This is not to deny that there were differences between the Tractarians and the old High Church orthodoxy, nor that those differences led to unfortunate divisions where there should have been strong alliances. But those differences are often unfairly exaggerated, and critics of the Oxford Movement have been prone to rewrite history themselves. The Nonconformist conversions to Anglicanism in the 18th century demonstrates that the Church of England was not just another Reformed church, exchangeable with any other. In fact, the dynamism of the 18th century church comes precisely from its consolidation against Nonconformism and radicalism. The Anglican polemicists like Charles Leslie and the converts like Timothy Cutler also provide evidence that Richard Hooker and other Anglican sources do lend themselves to the suggestion that episcopacy and other Anglican distinctives are not mere things indifferent. This is not a reading of Hooker that Keble invented out of whole cloth. Keble’s and Cutler’s reading of Hooker has more continuity with Hooker himself than does the latitudinarian reading[8] of Cutler’s day or the Evangelicalism of Keble’s day. Bishop J.C. Ryle (sometimes lauded as a more pure example of 19th century Anglicanism) is surely stepping away from the consolidated orthodoxy of the 18th century when he says the “true church” is “dependent upon no ministers upon earth” or when he and other 19th century Evangelicals insisted that individual conversion, rather than baptism, was the true mark of a Christian. Such utterances betray an influence that is due more to revivalism than to 18th century Anglicanism, where Ryle may have found himself numbered among suspected radicals for such an opinion.[9] In any event, when comparing Ryle’s and Keble’s definition of the Church, it is clear that Keble builds upon the 18th century while Ryle retreats from it (observing such an obvious fact shouldn’t depend on party affiliation).

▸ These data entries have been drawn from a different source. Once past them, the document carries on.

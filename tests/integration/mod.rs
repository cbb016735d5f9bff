// Integration test utilities and common code
// WHY: Shared fixtures keep CLI and config tests on the same inputs

#![allow(dead_code)]

use std::fs;
use std::path::{Path, PathBuf};
use std::process::{Command, Output, Stdio};
use std::io::Write;
use tempfile::TempDir;

pub mod fixtures;

/// Temporary directory holding input texts and config files
pub struct TestFixture {
    pub temp_dir: TempDir,
    pub root_path: PathBuf,
}

impl TestFixture {
    pub fn new() -> Self {
        let temp_dir = TempDir::new().expect("Failed to create temp directory");
        let root_path = temp_dir.path().to_path_buf();

        Self {
            temp_dir,
            root_path,
        }
    }

    /// Write a file below the fixture root, creating parent directories
    pub fn create_file<P: AsRef<Path>>(&self, relative_path: P, content: &str) -> PathBuf {
        let file_path = self.root_path.join(relative_path);

        if let Some(parent) = file_path.parent() {
            fs::create_dir_all(parent).expect("Failed to create parent directories");
        }

        fs::write(&file_path, content).expect("Failed to write test file");
        file_path
    }
}

/// Run the linkspan binary with `args`, feeding `stdin` when given
pub fn run_cli(args: &[&str], stdin: Option<&str>) -> Output {
    let mut command = Command::new(env!("CARGO_BIN_EXE_linkspan"));
    command
        .args(args)
        .stdin(if stdin.is_some() { Stdio::piped() } else { Stdio::null() })
        .stdout(Stdio::piped())
        .stderr(Stdio::piped());

    let mut child = command.spawn().expect("Failed to spawn linkspan");
    if let Some(input) = stdin {
        child
            .stdin
            .take()
            .expect("stdin should be piped")
            .write_all(input.as_bytes())
            .expect("Failed to write stdin");
    }
    child.wait_with_output().expect("Failed to wait for linkspan")
}

/// Compare two strings line by line, providing detailed diff on mismatch
pub fn assert_golden_file(actual: &str, expected: &str, context: &str) {
    let actual_lines: Vec<&str> = actual.lines().collect();
    let expected_lines: Vec<&str> = expected.lines().collect();

    if actual_lines.len() != expected_lines.len() {
        panic!(
            "{}: Line count mismatch. Expected {} lines, got {} lines\n{}",
            context,
            expected_lines.len(),
            actual_lines.len(),
            actual
        );
    }

    for (i, (actual_line, expected_line)) in actual_lines.iter().zip(expected_lines.iter()).enumerate() {
        if actual_line != expected_line {
            panic!(
                "{}: Line {} mismatch\nExpected: {}\nActual:   {}",
                context,
                i + 1,
                expected_line,
                actual_line
            );
        }
    }
}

The Tractarians were also not unique in their tendency to hedge Reformation principles in an age where those principles were being misinterpreted on a large scale. In 18th century Anglicanism there was a clear willingness to lament the excesses of the Reformation and even see in those excesses the seeds of radicalism. Such warnings, qualifications, and laments are often dismissed by the Reformed party today as Romanticist, Tractarian, or Chestertonian flourishes, but they really have their roots in the High Church classicism of the 18th century.
Margaret Sanger and other Radicals
Which brings us to where it really all went wrong. In the 19th century the radicals (who had been engaged in almost exclusively political projects) saw an opportunity return their focus to the reformation of religion, and this time something was different. Before the 19th century, radicalism had been a heresy in search of a doctrine. It was unable to offer a coherent positive philosophy, and only occasionally able to negatively attack the establishment with any polemical effect. But now, in the philosophies of Malthus and Darwin, radicals found the substance that their vacuous theology of reason and progress had been looking for. While the High Churchmen were becoming more Tractarian and the Evangelical Churchmen were becoming more revivalist, the radicals saw an opportunity to sow division. In the Tractarians they found an opportunity to use the anti-Catholicism of the average layman against the High Church party. This radical effort reaped terrible success in the early 20th century.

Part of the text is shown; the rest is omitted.